Casado has completed the hike five times. He and two other alumni of Murphy's treks will serve as the primary guides.
Four hikes are scheduled for this summer: July 23-31, Aug. 3-11, Aug. 13-21 and Aug. 27-Sept. 4. Each trip costs $1,650 per person and includes transportation to and from the trailhead, food and group equipment. Discounts are available for additional hikers from the same family.
"Even if you send someone to summer camp for a week it costs about $2,000, and you're not going to get anywhere near the experience," Casado said.
Each hike begins at the Horse Corral Meadows and traverses the Sugarloaf Valley before passing through Cloud Canyon on Day 3 and climbing up to Colby Lake. Day 4 involves a 1,400-foot ascent to Colby Pass then drops into the Kern River gorge.
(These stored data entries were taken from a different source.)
use std::path::PathBuf;

use clap::Parser;
use forager::app;
use forager::config::{SimulationConfig, window_conf};

/// Command-line arguments for the forager simulator.
#[derive(Parser)]
#[command(name = "Forager", version, about = "Swarm foraging simulation")]
struct Cli {
    /// Path to the TOML configuration file.
    #[arg(short, long)]
    config: Option<PathBuf>,

    /// Run without a window, unthrottled, and print the run counters.
    #[arg(long)]
    headless: bool,

    /// Override the number of robots.
    #[arg(long)]
    robots: Option<u32>,

    /// Override the number of resources.
    #[arg(long)]
    resources: Option<u32>,

    /// Override the simulated-seconds budget.
    #[arg(long)]
    max_seconds: Option<f32>,
}

/// Loads the simulation configuration from a TOML file or uses defaults.
fn load_config(path: Option<PathBuf>) -> anyhow::Result<SimulationConfig> {
    match path {
        Some(path) => {
            let content = std::fs::read_to_string(&path)
                .map_err(|e| anyhow::anyhow!("failed to read config file '{}': {e}", path.display()))?;
            let config: SimulationConfig = toml::from_str(&content)
                .map_err(|e| anyhow::anyhow!("failed to parse config file: {e}"))?;
            println!("Loaded config from '{}'", path.display());
            Ok(config)
        }
        None => {
            println!("No config file provided, using defaults.");
            Ok(SimulationConfig::default())
        }
    }
}

fn main() -> anyhow::Result<()> {
    let cli = Cli::parse();

    let mut config = load_config(cli.config)?;
    if let Some(robots) = cli.robots {
        config.robot_count = robots;
    }
    if let Some(resources) = cli.resources {
        config.resource_count = resources;
    }
    if let Some(max_seconds) = cli.max_seconds {
        config.max_sim_seconds = Some(max_seconds);
    }
    if cli.headless {
        config.realtime = false;
    }

    if config.realtime {
        macroquad::Window::from_config(window_conf(), app::run_realtime(config));
        Ok(())
    } else {
        let report = app::run_batch(&config)?;
        app::print_report(&report);
        Ok(())
    }
}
The climb of Mount Whitney from a base camp at Crabtree Meadows highlights Day 6 before the group exits the Sierra over Cottonwood Pass.
While they're hiking, participants will also learn about native flora and fauna while also being schooled on "leave no trace" wilderness ethics.
"It's a unique blend of personal responsibility, community and at the same time inspiration," Casado said.
Due to the rugged nature of the hike, participants must be in good shape and should have previous backpacking experience.